> WORK TO COMPLETE
What is the number of lines in the data that hold the string "always"? Reply with that number only.

___ MATERIAL TO PROCESS

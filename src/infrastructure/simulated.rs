use crate::domain::payment::PaymentOrder;
use crate::domain::ports::Settlement;
use crate::error::Result;
use async_trait::async_trait;
use std::time::Duration;
use tracing::debug;

/// Settles every payment after a fixed delay.
///
/// Stands in for a payment network: the delay always elapses and settlement
/// always succeeds.
#[derive(Debug, Clone, Copy)]
pub struct SimulatedSettlement {
    delay: Duration,
}

impl SimulatedSettlement {
    /// Creates a settlement that waits `delay` before succeeding.
    pub fn new(delay: Duration) -> Self {
        Self { delay }
    }

    pub fn delay(&self) -> Duration {
        self.delay
    }
}

#[async_trait]
impl Settlement for SimulatedSettlement {
    async fn settle(&self, order: &PaymentOrder) -> Result<()> {
        debug!(bill = %order.bill_id, delay_ms = self.delay.as_millis() as u64, "settling payment");
        tokio::time::sleep(self.delay).await;
        Ok(())
    }
}

/// Settles without waiting.
#[derive(Debug, Default, Clone, Copy)]
pub struct ImmediateSettlement;

#[async_trait]
impl Settlement for ImmediateSettlement {
    async fn settle(&self, _order: &PaymentOrder) -> Result<()> {
        Ok(())
    }
}

#[cfg(test)]
mod tests {
    use super::*;
    use crate::domain::account::AccountId;
    use crate::domain::bill::BillId;
    use crate::domain::money::Amount;
    use chrono::NaiveDate;
    use rust_decimal_macros::dec;
    use tokio::time::Instant;

    fn order() -> PaymentOrder {
        PaymentOrder {
            bill_id: BillId::new(),
            account_id: AccountId::new(),
            amount: Amount::new(dec!(10.0)).unwrap(),
            payment_date: NaiveDate::from_ymd_opt(2026, 2, 10).unwrap(),
        }
    }

    #[tokio::test(start_paused = true)]
    async fn test_simulated_settlement_waits_for_delay() {
        let settlement = SimulatedSettlement::new(Duration::from_millis(1500));
        let started = Instant::now();
        settlement.settle(&order()).await.unwrap();
        assert!(started.elapsed() >= Duration::from_millis(1500));
    }

    #[tokio::test(start_paused = true)]
    async fn test_immediate_settlement_does_not_wait() {
        let started = Instant::now();
        ImmediateSettlement.settle(&order()).await.unwrap();
        assert_eq!(started.elapsed(), Duration::ZERO);
    }
}
use super::message::Message;
use crate::providers::ChatMessage;

/// A child slot in a collection: a single turn or a nested named group.
#[derive(Debug, Clone)]
pub enum ChatItem {
    Message(Message),
    Collection(MessageCollection),
}

impl ChatItem {
    pub fn identifier(&self) -> &str {
        match self {
            ChatItem::Message(m) => m.identifier(),
            ChatItem::Collection(c) => c.identifier(),
        }
    }

    pub fn tokens(&self) -> u32 {
        match self {
            ChatItem::Message(m) => m.tokens(),
            ChatItem::Collection(c) => c.tokens(),
        }
    }
}

impl From<Message> for ChatItem {
    fn from(m: Message) -> Self {
        ChatItem::Message(m)
    }
}

impl From<MessageCollection> for ChatItem {
    fn from(c: MessageCollection) -> Self {
        ChatItem::Collection(c)
    }
}

/// Named, ordered container of messages and nested collections. Child order
/// is insertion order and carries through to the flattened chat array.
#[derive(Debug, Clone)]
pub struct MessageCollection {
    identifier: String,
    items: Vec<ChatItem>,
}

impl MessageCollection {
    pub fn new(identifier: impl Into<String>) -> Self {
        Self {
            identifier: identifier.into(),
            items: Vec::new(),
        }
    }

    pub fn with_items(identifier: impl Into<String>, items: Vec<ChatItem>) -> Self {
        Self {
            identifier: identifier.into(),
            items,
        }
    }

    pub fn identifier(&self) -> &str {
        &self.identifier
    }

    pub fn push(&mut self, item: impl Into<ChatItem>) {
        self.items.push(item.into());
    }

    pub fn insert(&mut self, index: usize, item: impl Into<ChatItem>) {
        let index = index.min(self.items.len());
        self.items.insert(index, item.into());
    }

    pub fn pop(&mut self) -> Option<ChatItem> {
        self.items.pop()
    }

    /// Replaces the item at `index`, or appends when the index is past the end.
    pub fn set(&mut self, index: usize, item: impl Into<ChatItem>) {
        if index < self.items.len() {
            self.items[index] = item.into();
        } else {
            self.items.push(item.into());
        }
    }

    pub fn items(&self) -> &[ChatItem] {
        &self.items
    }

    pub fn len(&self) -> usize {
        self.items.len()
    }

    pub fn is_empty(&self) -> bool {
        self.items.is_empty()
    }

    /// Direct-children lookup only; nested collections are not searched.
    pub fn get(&self, identifier: &str) -> Option<&ChatItem> {
        self.items.iter().find(|i| i.identifier() == identifier)
    }

    pub fn get_mut(&mut self, identifier: &str) -> Option<&mut ChatItem> {
        self.items.iter_mut().find(|i| i.identifier() == identifier)
    }

    pub fn has(&self, identifier: &str) -> bool {
        self.get(identifier).is_some()
    }

    pub fn position(&self, identifier: &str) -> Option<usize> {
        self.items.iter().position(|i| i.identifier() == identifier)
    }

    /// Recursive token sum over all descendant messages.
    pub fn tokens(&self) -> u32 {
        self.items.iter().map(|i| i.tokens()).sum()
    }

    /// Depth-first message leaves in emission order.
    pub fn flatten(&self) -> Vec<&Message> {
        let mut out = Vec::new();
        self.flatten_into(&mut out);
        out
    }

    fn flatten_into<'a>(&'a self, out: &mut Vec<&'a Message>) {
        for item in &self.items {
            match item {
                ChatItem::Message(m) => out.push(m),
                ChatItem::Collection(c) => c.flatten_into(out),
            }
        }
    }

    /// Wire-format chat array. Entries with neither content nor tool calls
    /// are skipped, not an error.
    pub fn chat(&self) -> Vec<ChatMessage> {
        self.flatten().into_iter().filter_map(Message::to_wire).collect()
    }
}

#[cfg(test)]
mod tests {
    use super::*;
    use crate::prompt::message::Role;
    use crate::tokens::HeuristicCounter;

    async fn msg(role: Role, content: &str, id: &str) -> Message {
        Message::new(role, content, id, &HeuristicCounter).await.unwrap()
    }

    #[tokio::test]
    async fn flatten_preserves_depth_first_insertion_order() {
        let mut nested = MessageCollection::new("inner");
        nested.push(msg(Role::User, "second", "b").await);
        nested.push(msg(Role::Assistant, "third", "c").await);

        let mut root = MessageCollection::new("root");
        root.push(msg(Role::System, "first", "a").await);
        root.push(nested);
        root.push(msg(Role::User, "fourth", "d").await);

        let order: Vec<&str> = root.flatten().iter().map(|m| m.identifier()).collect();
        assert_eq!(order, ["a", "b", "c", "d"]);
    }

    #[tokio::test]
    async fn tokens_sum_recursively() {
        let a = msg(Role::User, "aaaa bbbb", "a").await;
        let b = msg(Role::User, "cccc dddd", "b").await;
        let expected = a.tokens() + b.tokens();

        let inner = MessageCollection::with_items("inner", vec![b.into()]);
        let root = MessageCollection::with_items("root", vec![a.into(), inner.into()]);
        assert_eq!(root.tokens(), expected);
    }

    #[tokio::test]
    async fn lookup_is_not_recursive() {
        let inner =
            MessageCollection::with_items("inner", vec![msg(Role::User, "x", "hidden").await.into()]);
        let root = MessageCollection::with_items("root", vec![inner.into()]);
        assert!(root.has("inner"));
        assert!(!root.has("hidden"));
    }

    #[tokio::test]
    async fn chat_skips_empty_messages() {
        let mut root = MessageCollection::new("root");
        root.push(msg(Role::System, "", "blank").await);
        root.push(msg(Role::User, "hello", "greeting").await);
        let chat = root.chat();
        assert_eq!(chat.len(), 1);
        assert_eq!(chat[0].text(), "hello");
    }

    #[tokio::test]
    async fn tool_role_gets_tool_call_id_from_identifier() {
        let mut root = MessageCollection::new("root");
        root.push(msg(Role::Tool, "{\"ok\":true}", "call_123").await);
        let chat = root.chat();
        assert_eq!(chat[0].tool_call_id.as_deref(), Some("call_123"));
    }
}
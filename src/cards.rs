use anyhow::{Context, Result};
use serde::{Deserialize, Serialize};
use std::fs;

/// A character card as stored on disk (JSON). PNG-embedded cards are out of
/// scope; export them to JSON first.
#[derive(Debug, Clone, Serialize, Deserialize, Default)]
pub struct CharacterCard {
    pub name: String,
    #[serde(default)]
    pub description: String,
    #[serde(default)]
    pub personality: String,
    #[serde(default)]
    pub scenario: String,
    /// Replaces the configured main prompt when present.
    #[serde(default)]
    pub system_prompt: String,
    #[serde(default)]
    pub first_message: String,
    #[serde(default)]
    pub examples: Vec<Vec<ExampleTurnDef>>,
    #[serde(default)]
    pub world_info: WorldInfo,
}

#[derive(Debug, Clone, Serialize, Deserialize, Default)]
pub struct ExampleTurnDef {
    pub role: Option<String>,
    #[serde(default)]
    pub name: Option<String>,
    pub content: String,
}

/// Lore entries fixed relative to the character definition.
#[derive(Debug, Clone, Serialize, Deserialize, Default)]
pub struct WorldInfo {
    #[serde(default)]
    pub before: Vec<String>,
    #[serde(default)]
    pub after: Vec<String>,
}

impl CharacterCard {
    pub fn load(path: &str) -> Result<Self> {
        let text =
            fs::read_to_string(path).with_context(|| format!("reading character card at {path}"))?;
        serde_json::from_str(&text).with_context(|| format!("parsing character card at {path}"))
    }
}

______

> SOLUTION TO THE PROBLEM
2